**Task requirements**: Whenever a line carries the word "Resized", pull it out of the entries.

(Saved data entries)
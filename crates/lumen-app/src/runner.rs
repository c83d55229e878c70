//! Application runner and event loop.

use std::path::PathBuf;
use std::sync::Arc;
use std::thread;
use std::time::{Duration, Instant};

use anyhow::Context as _;
use lumen_core::constants::DEFAULT_FRAMES_IN_FLIGHT;
use lumen_gpu::{FrameStart, GpuContextBuilder};
use tracing::{error, info};
use tracing_subscriber::EnvFilter;
use winit::application::ApplicationHandler;
use winit::dpi::PhysicalSize;
use winit::event::{DeviceEvent, DeviceId, WindowEvent};
use winit::event_loop::{ActiveEventLoop, ControlFlow, EventLoop};
use winit::window::{Window, WindowId};

use crate::app::LumenApp;
use crate::context::AppContext;
use crate::frame::FrameContext;

/// Application configuration.
#[derive(Clone, Debug)]
pub struct AppConfig {
    /// Window title.
    pub title: String,
    /// Initial window width.
    pub width: u32,
    /// Initial window height.
    pub height: u32,
    /// Target frames per second (None for unlimited).
    pub target_fps: Option<u32>,
    pub vsync: bool,
    /// Enable Vulkan validation layers (default: debug builds only).
    pub validation: bool,
    /// Frames the CPU may record ahead of the GPU.
    pub frames_in_flight: usize,
    /// Directory holding the precompiled ray tracing shaders.
    pub shader_dir: PathBuf,
}

impl Default for AppConfig {
    fn default() -> Self {
        Self {
            title: "Lumen".to_string(),
            width: 1280,
            height: 720,
            target_fps: None,
            vsync: false,
            validation: cfg!(debug_assertions),
            frames_in_flight: DEFAULT_FRAMES_IN_FLIGHT,
            shader_dir: PathBuf::from("shaders/spv"),
        }
    }
}

impl AppConfig {
    pub fn new(title: impl Into<String>) -> Self {
        Self {
            title: title.into(),
            ..Default::default()
        }
    }

    pub fn with_size(mut self, width: u32, height: u32) -> Self {
        self.width = width;
        self.height = height;
        self
    }

    pub fn with_target_fps(mut self, fps: u32) -> Self {
        self.target_fps = Some(fps);
        self
    }

    pub fn with_vsync(mut self, vsync: bool) -> Self {
        self.vsync = vsync;
        self
    }

    pub fn with_validation(mut self, validation: bool) -> Self {
        self.validation = validation;
        self
    }

    /// Clamped to at least one.
    pub fn with_frames_in_flight(mut self, frames_in_flight: usize) -> Self {
        self.frames_in_flight = frames_in_flight.max(1);
        self
    }

    pub fn with_shader_dir(mut self, dir: impl Into<PathBuf>) -> Self {
        self.shader_dir = dir.into();
        self
    }

    fn target_frame_time(&self) -> Option<Duration> {
        self.target_fps
            .filter(|&fps| fps > 0)
            .map(|fps| Duration::from_nanos(1_000_000_000 / u64::from(fps)))
    }
}

/// Run a [`LumenApp`] with the given configuration.
///
/// Initializes logging, creates the window and GPU context, and runs the
/// event loop until the window closes or a frame fails.
pub fn run_app<A: LumenApp + 'static>(config: AppConfig) -> anyhow::Result<()> {
    tracing_subscriber::fmt()
        .with_env_filter(EnvFilter::try_from_default_env().unwrap_or_else(|_| EnvFilter::new("info")))
        .init();

    info!("{} starting...", config.title);

    let event_loop = EventLoop::new().context("creating event loop")?;
    event_loop.set_control_flow(ControlFlow::Poll);

    let mut runner = AppRunner::<A> {
        config,
        state: None,
        failed: false,
    };

    event_loop.run_app(&mut runner).context("running event loop")?;

    if runner.failed {
        anyhow::bail!("application stopped after an unrecoverable error");
    }
    Ok(())
}

struct AppRunner<A: LumenApp> {
    config: AppConfig,
    state: Option<AppState<A>>,
    failed: bool,
}

struct AppState<A: LumenApp> {
    ctx: AppContext,
    app: A,
    target_frame_time: Option<Duration>,
    min_fps: f64,
    max_fps: f64,
    fps_sum: f64,
}

impl<A: LumenApp + 'static> ApplicationHandler for AppRunner<A> {
    fn resumed(&mut self, event_loop: &ActiveEventLoop) {
        if self.state.is_some() {
            return;
        }

        info!("Creating application state...");

        match self.create_state(event_loop) {
            Ok(state) => {
                self.state = Some(state);
                info!("Application ready!");
            }
            Err(e) => {
                error!("Failed to initialize application: {e:#}");
                self.failed = true;
                event_loop.exit();
            }
        }
    }

    fn window_event(&mut self, event_loop: &ActiveEventLoop, _id: WindowId, event: WindowEvent) {
        if let Some(state) = &mut self.state {
            if state.app.on_event(&event) {
                return;
            }
        }

        let result = match event {
            WindowEvent::CloseRequested => {
                info!("Close requested");
                self.shutdown(event_loop);
                return;
            }
            WindowEvent::RedrawRequested => match &mut self.state {
                Some(state) => state.render_frame().context("rendering frame"),
                None => Ok(()),
            },
            WindowEvent::Resized(size) => match &mut self.state {
                Some(state) => state
                    .handle_resize(size.width, size.height)
                    .context("resizing swapchain"),
                None => Ok(()),
            },
            _ => Ok(()),
        };

        if let Err(e) = result {
            error!("{e:#}");
            self.failed = true;
            self.shutdown(event_loop);
        }
    }

    fn device_event(
        &mut self,
        _event_loop: &ActiveEventLoop,
        device_id: DeviceId,
        event: DeviceEvent,
    ) {
        if let Some(state) = &mut self.state {
            state.app.on_device_event(device_id, &event);
        }
    }

    fn about_to_wait(&mut self, _event_loop: &ActiveEventLoop) {
        if let Some(state) = &self.state {
            state.ctx.window.request_redraw();
        }
    }
}

impl<A: LumenApp + 'static> AppRunner<A> {
    fn create_state(&self, event_loop: &ActiveEventLoop) -> anyhow::Result<AppState<A>> {
        let window_attrs = Window::default_attributes()
            .with_title(&self.config.title)
            .with_inner_size(PhysicalSize::new(self.config.width, self.config.height));

        let window = Arc::new(
            event_loop
                .create_window(window_attrs)
                .context("creating window")?,
        );

        let gpu = GpuContextBuilder::new()
            .app_name(&self.config.title)
            .validation(self.config.validation)
            .build()
            .context("creating GPU context")?;

        info!("GPU: {}", gpu.capabilities().summary());

        let mut ctx = unsafe { AppContext::new(window, gpu, self.config.clone())? };
        let app = A::init(&mut ctx).context("initializing application")?;

        Ok(AppState {
            ctx,
            app,
            target_frame_time: self.config.target_frame_time(),
            min_fps: f64::MAX,
            max_fps: 0.0,
            fps_sum: 0.0,
        })
    }

    fn shutdown(&mut self, event_loop: &ActiveEventLoop) {
        if let Some(mut state) = self.state.take() {
            state.cleanup();
        }
        event_loop.exit();
    }
}

impl<A: LumenApp> AppState<A> {
    #[cfg_attr(feature = "profiling-tracy", tracing::instrument(level = "trace", skip_all))]
    fn render_frame(&mut self) -> anyhow::Result<()> {
        let size = self.ctx.window.inner_size();
        if size.width == 0 || size.height == 0 {
            return Ok(());
        }

        let frame_start = Instant::now();

        let dt = {
            let now = Instant::now();
            let dt = now.duration_since(self.ctx.last_frame_time).as_secs_f32();
            self.ctx.last_frame_time = now;

            if dt > 0.0 {
                let fps = 1.0 / f64::from(dt);
                self.min_fps = self.min_fps.min(fps);
                self.max_fps = self.max_fps.max(fps);
                self.fps_sum += fps;
            }
            dt
        };

        {
            #[cfg(feature = "profiling-tracy")]
            let _span = tracing::trace_span!("frame.update").entered();
            self.app
                .update(&mut self.ctx, dt)
                .context("updating application")?;
        }

        let active = {
            #[cfg(feature = "profiling-tracy")]
            let _span = tracing::trace_span!("frame.begin").entered();
            match self.ctx.begin_frame().context("beginning frame")? {
                FrameStart::Ready(active) => active,
                FrameStart::SwapchainOutOfDate => {
                    return self.recreate_for_window();
                }
            }
        };

        let swapchain_image = self
            .ctx
            .swapchain_image(active.image_index)
            .with_context(|| format!("acquired unknown swapchain image {}", active.image_index))?;

        {
            #[cfg(feature = "profiling-tracy")]
            let _span = tracing::trace_span!("frame.record").entered();

            let command_buffer = self
                .ctx
                .begin_command_recording()
                .context("beginning command recording")?;
            let mut frame = FrameContext {
                command_buffer,
                image_index: active.image_index,
                swapchain_image,
                extent: self.ctx.extent(),
                frame_index: active.frame_index,
                dt,
                frame_number: self.ctx.frame_number(),
            };
            self.app
                .render(&mut self.ctx, &mut frame)
                .context("recording frame")?;
            self.ctx
                .end_command_recording()
                .context("ending command recording")?;
        }

        let needs_recreate = {
            #[cfg(feature = "profiling-tracy")]
            let _span = tracing::trace_span!("frame.submit_present").entered();
            self.ctx.submit().context("submitting frame")?;
            self.ctx.end_frame().context("presenting frame")?
        };
        if needs_recreate {
            self.recreate_for_window()?;
        }

        if let Some(target) = self.target_frame_time {
            let elapsed = frame_start.elapsed();
            if elapsed < target {
                thread::sleep(target - elapsed);
            }
        }

        Ok(())
    }

    fn recreate_for_window(&mut self) -> anyhow::Result<()> {
        let size = self.ctx.window.inner_size();
        self.handle_resize(size.width, size.height)
    }

    fn handle_resize(&mut self, width: u32, height: u32) -> anyhow::Result<()> {
        if width == 0 || height == 0 {
            return Ok(());
        }

        self.ctx.recreate_swapchain(width, height)?;
        let extent = self.ctx.extent();
        self.app.on_resize(&mut self.ctx, extent.width, extent.height)?;

        info!("Resized to {}x{}", extent.width, extent.height);
        Ok(())
    }

    fn cleanup(&mut self) {
        let frames = self.ctx.frame_number();
        if frames > 0 {
            let avg_fps = self.fps_sum / frames as f64;
            info!("FPS Statistics:");
            info!("  Min: {:.1}", self.min_fps);
            info!("  Max: {:.1}", self.max_fps);
            info!("  Avg: {:.1}", avg_fps);
            info!("  Total frames: {}", frames);
        }

        info!("Starting cleanup...");
        if let Err(e) = self.ctx.gpu.wait_idle() {
            error!("Failed to wait idle: {e}");
        }

        self.app.cleanup(&mut self.ctx);
        unsafe {
            self.ctx.cleanup();
        }
        info!("Cleanup complete");
    }
}

#[cfg(test)]
mod tests {
    use super::*;

    #[test]
    fn frames_in_flight_is_clamped() {
        let config = AppConfig::new("test").with_frames_in_flight(0);
        assert_eq!(config.frames_in_flight, 1);
    }

    #[test]
    fn target_frame_time_from_fps() {
        let config = AppConfig::default().with_target_fps(50);
        assert_eq!(config.target_frame_time(), Some(Duration::from_millis(20)));
        assert_eq!(AppConfig::default().with_target_fps(0).target_frame_time(), None);
        assert_eq!(AppConfig::default().target_frame_time(), None);
    }

    #[test]
    fn defaults_match_engine_constants() {
        let config = AppConfig::default();
        assert_eq!(config.frames_in_flight, DEFAULT_FRAMES_IN_FLIGHT);
        assert_eq!((config.width, config.height), (1280, 720));
        assert!(!config.vsync);
    }
}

**Problem solution**:
            WindowEvent::Resized(size) => match &mut self.state {
        info!("Resized to {}x{}", extent.width, extent.height);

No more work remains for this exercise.